Luego de tres semanas de marchas y bloqueos en la capital del país, la Coordinadora Nacional de Trabajadores de la Educación (CNTE) desmontó el plantón instalado en calles del Centro Histórico de la Ciudad de México y abrió otro tramo de su conflicto con el Gobierno federal. El retiro dejó libres vialidades próximas al Zócalo, pero el magisterio disidente rechazó leer la decisión como una derrota.
Lejos de cerrar la jornada nacional de lucha, sus dirigentes colocaron el levantamiento como una pausa táctica. Filiberto Frausto Orozco, de la sección 34 de Zacatecas, sostuvo que el movimiento entra en una fase interna para ordenar fuerzas y sostener las exigencias que dieron origen a la protesta, entre ellas la abrogación de la Ley del ISSSTE de 2007.

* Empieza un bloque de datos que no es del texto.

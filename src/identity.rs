//! Identity service: token acquisition and isolated credentials
//!
//! Two concerns live here. First, exchanging password credentials for an
//! auth token (`POST /tokens`), which every other client needs before it can
//! talk to its service. Second, provisioning throwaway tenant/user pairs so
//! a fixture can run against a namespace nothing else touches, and deleting
//! them again on release.
//!
//! Token requests are always JSON regardless of the configured interface
//! format; the identity service predates the XML rendition of the other
//! services and the harness only reads the token id out of the response.

use crate::config::IdentityConfig;
use crate::error::{ConfigError, HarnessError, Result};
use crate::rest::RestClient;
use serde_json::{json, Value};
use tracing::{debug, info};
use uuid::Uuid;

/// tenant/user/password tuple required by every service call.
#[derive(Debug, Clone)]
pub struct Credentials {
    pub username: String,
    pub password: String,
    pub tenant_name: String,
}

/// Outcome of a successful authentication.
#[derive(Debug, Clone)]
pub struct TokenContext {
    pub token: String,
    pub tenant_id: String,
}

/// Handles for a provisioned tenant/user pair, released exactly once.
#[derive(Debug)]
pub struct IsolatedTenant {
    pub tenant_id: String,
    pub user_id: String,
    pub credentials: Credentials,
}

#[derive(Debug)]
pub struct IdentityClient {
    http: reqwest::Client,
    auth_url: String,
}

impl IdentityClient {
    pub fn new(auth_url: &str) -> Result<Self> {
        let http = reqwest::Client::builder()
            .user_agent(concat!("stackprobe/", env!("CARGO_PKG_VERSION")))
            .build()?;
        Ok(Self {
            http,
            auth_url: auth_url.trim_end_matches('/').to_string(),
        })
    }

    /// Exchange password credentials for a token.
    pub async fn authenticate(&self, creds: &Credentials) -> Result<TokenContext> {
        let url = format!("{}/tokens", self.auth_url);
        debug!("POST {} (tenant {})", url, creds.tenant_name);

        let body = json!({
            "auth": {
                "passwordCredentials": {
                    "username": creds.username,
                    "password": creds.password,
                },
                "tenantName": creds.tenant_name,
            }
        });

        let response = self.http.post(url.as_str()).json(&body).send().await?;
        let status = response.status();
        let text = response.text().await?;
        if !status.is_success() {
            return Err(HarnessError::UnexpectedResponse {
                status: status.as_u16(),
                body: text,
            });
        }

        let parsed: Value = serde_json::from_str(&text)?;
        let token = parsed["access"]["token"]["id"]
            .as_str()
            .ok_or_else(|| HarnessError::BadBody("token id missing from auth response".into()))?
            .to_string();
        let tenant_id = parsed["access"]["token"]["tenant"]["id"]
            .as_str()
            .ok_or_else(|| HarnessError::BadBody("tenant id missing from auth response".into()))?
            .to_string();

        Ok(TokenContext { token, tenant_id })
    }

    /// Provision a fresh tenant and user under admin credentials.
    pub async fn provision_isolated(&self, identity: &IdentityConfig) -> Result<IsolatedTenant> {
        let admin = admin_credentials(identity)?;
        let admin_ctx = self.authenticate(&admin).await?;
        let rest = RestClient::new(&self.auth_url, &admin_ctx.token)?;

        let uuid = Uuid::new_v4().to_string();
        let suffix = &uuid[..8];
        let tenant_name = format!("stackprobe-{}", suffix);
        let username = format!("stackprobe-user-{}", suffix);
        let password = Uuid::new_v4().to_string();

        let body = json!({"tenant": {"name": tenant_name, "enabled": true}});
        let response = rest
            .post(
                "tenants",
                "application/json",
                body.to_string(),
                ("tenant", &tenant_name),
            )
            .await?;
        let parsed: Value = serde_json::from_str(&response.body)?;
        let tenant_id = parsed["tenant"]["id"]
            .as_str()
            .ok_or_else(|| HarnessError::BadBody("tenant id missing".into()))?
            .to_string();

        let body = json!({
            "user": {
                "name": username,
                "password": password,
                "tenantId": tenant_id,
                "enabled": true,
            }
        });
        let response = match rest
            .post("users", "application/json", body.to_string(), ("user", &username))
            .await
        {
            Ok(r) => r,
            Err(e) => {
                // don't leak the tenant when user creation fails
                let _ = rest.delete(&format!("tenants/{}", tenant_id), ("tenant", &tenant_id)).await;
                return Err(e);
            }
        };
        let parsed: Value = serde_json::from_str(&response.body)?;
        let user_id = parsed["user"]["id"]
            .as_str()
            .ok_or_else(|| HarnessError::BadBody("user id missing".into()))?
            .to_string();

        info!("Provisioned isolated tenant {} ({})", tenant_name, tenant_id);
        Ok(IsolatedTenant {
            tenant_id,
            user_id,
            credentials: Credentials {
                username,
                password,
                tenant_name,
            },
        })
    }

    /// Delete the provisioned user and tenant. Consumes the handle so a
    /// release cannot run twice.
    pub async fn release_isolated(
        &self,
        identity: &IdentityConfig,
        isolated: IsolatedTenant,
    ) -> Result<()> {
        let admin = admin_credentials(identity)?;
        let admin_ctx = self.authenticate(&admin).await?;
        let rest = RestClient::new(&self.auth_url, &admin_ctx.token)?;

        // The tenant delete runs even when the user delete fails; the handle
        // is consumed either way, so anything skipped here would leak.
        let user_result = rest
            .delete(
                &format!("users/{}", isolated.user_id),
                ("user", &isolated.user_id),
            )
            .await;
        let tenant_result = rest
            .delete(
                &format!("tenants/{}", isolated.tenant_id),
                ("tenant", &isolated.tenant_id),
            )
            .await;
        user_result?;
        tenant_result?;
        info!("Released isolated tenant {}", isolated.tenant_id);
        Ok(())
    }
}

fn admin_credentials(identity: &IdentityConfig) -> Result<Credentials> {
    match (&identity.admin_username, &identity.admin_password) {
        (Some(username), Some(password)) => Ok(Credentials {
            username: username.clone(),
            password: password.clone(),
            tenant_name: identity
                .admin_tenant_name
                .clone()
                .unwrap_or_else(|| "admin".to_string()),
        }),
        _ => Err(ConfigError::MissingField(
            "identity.admin_username/admin_password".to_string(),
        )
        .into()),
    }
}

impl From<&IdentityConfig> for Credentials {
    fn from(identity: &IdentityConfig) -> Self {
        Credentials {
            username: identity.username.clone(),
            password: identity.password.clone(),
            tenant_name: identity.tenant_name.clone(),
        }
    }
}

Antes de levantar el plantón, representantes de Oaxaca, Chiapas, Michoacán, Ciudad de México y Zacatecas rechazaron la idea de un repliegue sin saldo político. Pedro Hernández, de la sección 9, marcó el tono del mensaje. “Vamos a una etapa de reorganización y de unidad, porque no hemos aceptado migajas y no nos hemos rendido. Y volveremos con más fuerza”.
Durante el mitin frente a su sede nacional, Yenny Pérez, secretaria de la sección 22 de Oaxaca, lamentó el resultado de esta jornada de protestas. “Sí rodó el balón, lo hizo con heridas abiertas, con sangre, con desaparecidos, y con un magisterio que siente una traición de su propio gobierno”.
La representante de Oaxaca respondió a quienes critican la decisión de llevar a cabo estas protestas durante la justa internacional de futbol: “Nos dijeron que quienes se manifestaran en esta coyuntura mundialista era porque no queremos que le vaya bien a México, pero le decimos al Gobierno federal que la CNTE sí quiere que le vaya bien”.
Para la dirigencia, el punto central no cambió con la salida de sus bases de las calles de Belisario Domínguez, Donceles, Cuba y 5 de Mayo. La CNTE mantiene su exigencia de una reunión directa con la Presidenta Claudia Sheinbaum y con la Comisión Nacional Única de Negociación. Isael González, de la Sección 7 de Chiapas, advirtió que cerrar el diálogo “sería un grave error”.
Más allá del retiro físico, la disputa quedó marcada por acusaciones sobre represión y criminalización. Frausto pidió frenar la “denostación y persecución política” contra docentes y líderes del movimiento. La coordinación magisterial también repudió agresiones contra integrantes de Guerrero.
Con el desmontaje del plantón creció otra discusión. El titular de la Secretaría de Educación Pública (SEP), Mario Delgado, negó que los 800 millones de pesos citados en versiones periodísticas correspondan a un pago por la salida de la CNTE. Aseguró que esos recursos forman parte de una bolsa para rezago educativo en Chiapas, Oaxaca y Guerrero.
Bajo esa explicación, el dinero cubrirá plazas, horas de clase, reacomodos y jubilaciones, a partir de diagnósticos estatales. “Donde hacen falta maestros se crean plazas, donde hacen falta horas se crean horas, para atender el rezago educativo”, dijo. El funcionario añadió que la autoridad atiende incidencias en 200 mil escuelas donde laboran más de un millón de docentes.
Otra respuesta oficial llegará hasta agosto, cuando el Gobierno federal prevé iniciar la consulta “escuela por escuela” para conocer necesidades del magisterio. Sheinbaum adelantó que la Secretaría de Gobernación y la SEP darán los detalles del ejercicio, mientras la CNTE insiste en negociación directa y el cumplimiento de sus demandas centrales.